Read through the listing, and wherever a line holds the word "white", return it.

[DATA EXCERPTS Boundary: Start]

/// Sound engine: procedural chip-style effects via rodio.
///
/// Every effect is synthesized into an in-memory WAV buffer at startup
/// and played fire-and-forget through a detached Sink. Build without
/// the "sound" feature (or run with no audio device) and the engine
/// degrades to silent stubs; the simulation never notices.

#[cfg(feature = "sound")]
mod inner {
    use std::io::Cursor;
    use std::sync::Arc;

    use rodio::{OutputStream, OutputStreamHandle, Sink};

    const SAMPLE_RATE: u32 = 22050;
    const TAU: f32 = std::f32::consts::TAU;

    pub struct SoundEngine {
        _stream: OutputStream,
        handle: OutputStreamHandle,
        sfx_collect: Arc<Vec<u8>>,
        sfx_moisten: Arc<Vec<u8>>,
        sfx_fold: Arc<Vec<u8>>,
        sfx_unlock: Arc<Vec<u8>>,
        sfx_danger: Arc<Vec<u8>>,
        sfx_rescue: Arc<Vec<u8>>,
        sfx_victory: Arc<Vec<u8>>,
        sfx_defeat: Arc<Vec<u8>>,
    }

    impl SoundEngine {
        pub fn new() -> Option<Self> {
            let (stream, handle) = OutputStream::try_default().ok()?;
            Some(SoundEngine {
                _stream: stream,
                handle,
                sfx_collect: Arc::new(make_wav(&gen_collect())),
                sfx_moisten: Arc::new(make_wav(&gen_moisten())),
                sfx_fold: Arc::new(make_wav(&gen_fold())),
                sfx_unlock: Arc::new(make_wav(&gen_unlock())),
                sfx_danger: Arc::new(make_wav(&gen_danger())),
                sfx_rescue: Arc::new(make_wav(&gen_rescue())),
                sfx_victory: Arc::new(make_wav(&gen_victory())),
                sfx_defeat: Arc::new(make_wav(&gen_defeat())),
            })
        }

        fn play(&self, buf: &Arc<Vec<u8>>) {
            if let Ok(sink) = Sink::try_new(&self.handle) {
                let cursor = Cursor::new(buf.as_ref().clone());
                if let Ok(src) = rodio::Decoder::new(cursor) {
                    sink.append(src);
                    sink.detach();
                }
            }
        }

        pub fn play_collect(&self) { self.play(&self.sfx_collect); }
        pub fn play_moisten(&self) { self.play(&self.sfx_moisten); }
        pub fn play_fold(&self) { self.play(&self.sfx_fold); }
        pub fn play_unlock(&self) { self.play(&self.sfx_unlock); }
        pub fn play_danger(&self) { self.play(&self.sfx_danger); }
        pub fn play_rescue(&self) { self.play(&self.sfx_rescue); }
        pub fn play_victory(&self) { self.play(&self.sfx_victory); }
        pub fn play_defeat(&self) { self.play(&self.sfx_defeat); }
    }

    // ════════════════════════════════════════════════════════════
    //  Waveform generators — Vec<f32> mono samples
    // ════════════════════════════════════════════════════════════

    /// One note with a decaying envelope and a soft second harmonic.
    fn note(freq: f32, duration: f32, volume: f32) -> Vec<f32> {
        let n = (SAMPLE_RATE as f32 * duration) as usize;
        (0..n)
            .map(|i| {
                let t = i as f32 / SAMPLE_RATE as f32;
                let env = (1.0 - i as f32 / n as f32).powf(0.7);
                let wave = (t * freq * TAU).sin() * 0.8 + (t * freq * 2.0 * TAU).sin() * 0.2;
                wave * env * volume
            })
            .collect()
    }

    fn melody(notes: &[(f32, f32)], volume: f32) -> Vec<f32> {
        let mut out = Vec::new();
        for &(freq, dur) in notes {
            out.extend(note(freq, dur, volume));
        }
        out
    }

    /// Dew pickup: bright upward sparkle E6 -> B6.
    fn gen_collect() -> Vec<f32> {
        melody(&[(1319.0, 0.05), (1976.0, 0.09)], 0.25)
    }

    /// Moisten: low filtered noise splash with a sinking tone.
    fn gen_moisten() -> Vec<f32> {
        let n = (SAMPLE_RATE as f32 * 0.18) as usize;
        let mut lcg: u32 = 0x2545_F491;
        let mut last = 0.0f32;
        (0..n)
            .map(|i| {
                let t = i as f32 / n as f32;
                let ti = i as f32 / SAMPLE_RATE as f32;
                lcg = lcg.wrapping_mul(1664525).wrapping_add(1013904223);
                let white = (lcg >> 8) as f32 / (1 << 24) as f32 * 2.0 - 1.0;
                // One-pole lowpass makes the noise "wet" rather than hissy.
                last += 0.18 * (white - last);
                let tone = (ti * (420.0 - t * 180.0) * TAU).sin();
                (last * 0.7 + tone * 0.3) * (1.0 - t) * 0.3
            })
            .collect()
    }

    /// Fold: two soft descending notes, leaf closing.
    fn gen_fold() -> Vec<f32> {
        melody(&[(880.0, 0.07), (659.0, 0.12)], 0.22)
    }

    /// Gate unlock: rising fourth, held.
    fn gen_unlock() -> Vec<f32> {
        melody(&[(587.0, 0.09), (784.0, 0.2)], 0.3)
    }

    /// Danger: harsh alternating two-tone alarm.
    fn gen_danger() -> Vec<f32> {
        let mut out = Vec::new();
        for cycle in 0..3 {
            let freq = if cycle % 2 == 0 { 740.0 } else { 554.0 };
            let n = (SAMPLE_RATE as f32 * 0.09) as usize;
            for i in 0..n {
                let t = i as f32 / SAMPLE_RATE as f32;
                // Square-ish: saturated sine.
                let wave = (t * freq * TAU).sin() * 3.0;
                out.push(wave.clamp(-1.0, 1.0) * 0.2);
            }
        }
        out
    }

    /// Rescue: quick major triad up.
    fn gen_rescue() -> Vec<f32> {
        melody(&[(523.0, 0.06), (659.0, 0.06), (784.0, 0.14)], 0.28)
    }

    /// Victory: full fanfare with a sustained top note.
    fn gen_victory() -> Vec<f32> {
        melody(
            &[(523.0, 0.11), (659.0, 0.11), (784.0, 0.11), (1047.0, 0.32)],
            0.3,
        )
    }

    /// Defeat: slow minor fall.
    fn gen_defeat() -> Vec<f32> {
        melody(&[(494.0, 0.14), (415.0, 0.14), (330.0, 0.3)], 0.28)
    }

    // ════════════════════════════════════════════════════════════
    //  WAV encoder — 16-bit mono PCM
    // ════════════════════════════════════════════════════════════

    fn make_wav(samples: &[f32]) -> Vec<u8> {
        let data_size = samples.len() as u32 * 2;
        let mut buf = Vec::with_capacity(44 + data_size as usize);

        buf.extend_from_slice(b"RIFF");
        buf.extend_from_slice(&(36 + data_size).to_le_bytes());
        buf.extend_from_slice(b"WAVE");

        buf.extend_from_slice(b"fmt ");
        buf.extend_from_slice(&16u32.to_le_bytes());
        buf.extend_from_slice(&1u16.to_le_bytes()); // PCM
        buf.extend_from_slice(&1u16.to_le_bytes()); // mono
        buf.extend_from_slice(&SAMPLE_RATE.to_le_bytes());
        buf.extend_from_slice(&(SAMPLE_RATE * 2).to_le_bytes()); // byte rate
        buf.extend_from_slice(&2u16.to_le_bytes()); // block align
        buf.extend_from_slice(&16u16.to_le_bytes()); // bits per sample

        buf.extend_from_slice(b"data");
        buf.extend_from_slice(&data_size.to_le_bytes());
        for &s in samples {
            let val = (s.clamp(-1.0, 1.0) * 32767.0) as i16;
            buf.extend_from_slice(&val.to_le_bytes());
        }
        buf
    }
}

// ════════════════════════════════════════════════════════════
//  Public API — compiles to no-ops when sound feature is off
// ════════════════════════════════════════════════════════════

#[cfg(feature = "sound")]
pub use inner::SoundEngine;

#[cfg(not(feature = "sound"))]
pub struct SoundEngine;

#[cfg(not(feature = "sound"))]
impl SoundEngine {
    pub fn new() -> Option<Self> { Some(SoundEngine) }
    pub fn play_collect(&self) {}
    pub fn play_moisten(&self) {}
    pub fn play_fold(&self) {}
    pub fn play_unlock(&self) {}
    pub fn play_danger(&self) {}
    pub fn play_rescue(&self) {}
    pub fn play_victory(&self) {}
    pub fn play_defeat(&self) {}
}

[DATA EXCERPTS Boundary: End]

> [RESULT OF THIS TASK]
                let white = (lcg >> 8) as f32 / (1 << 24) as f32 * 2.0 - 1.0;
                last += 0.18 * (white - last);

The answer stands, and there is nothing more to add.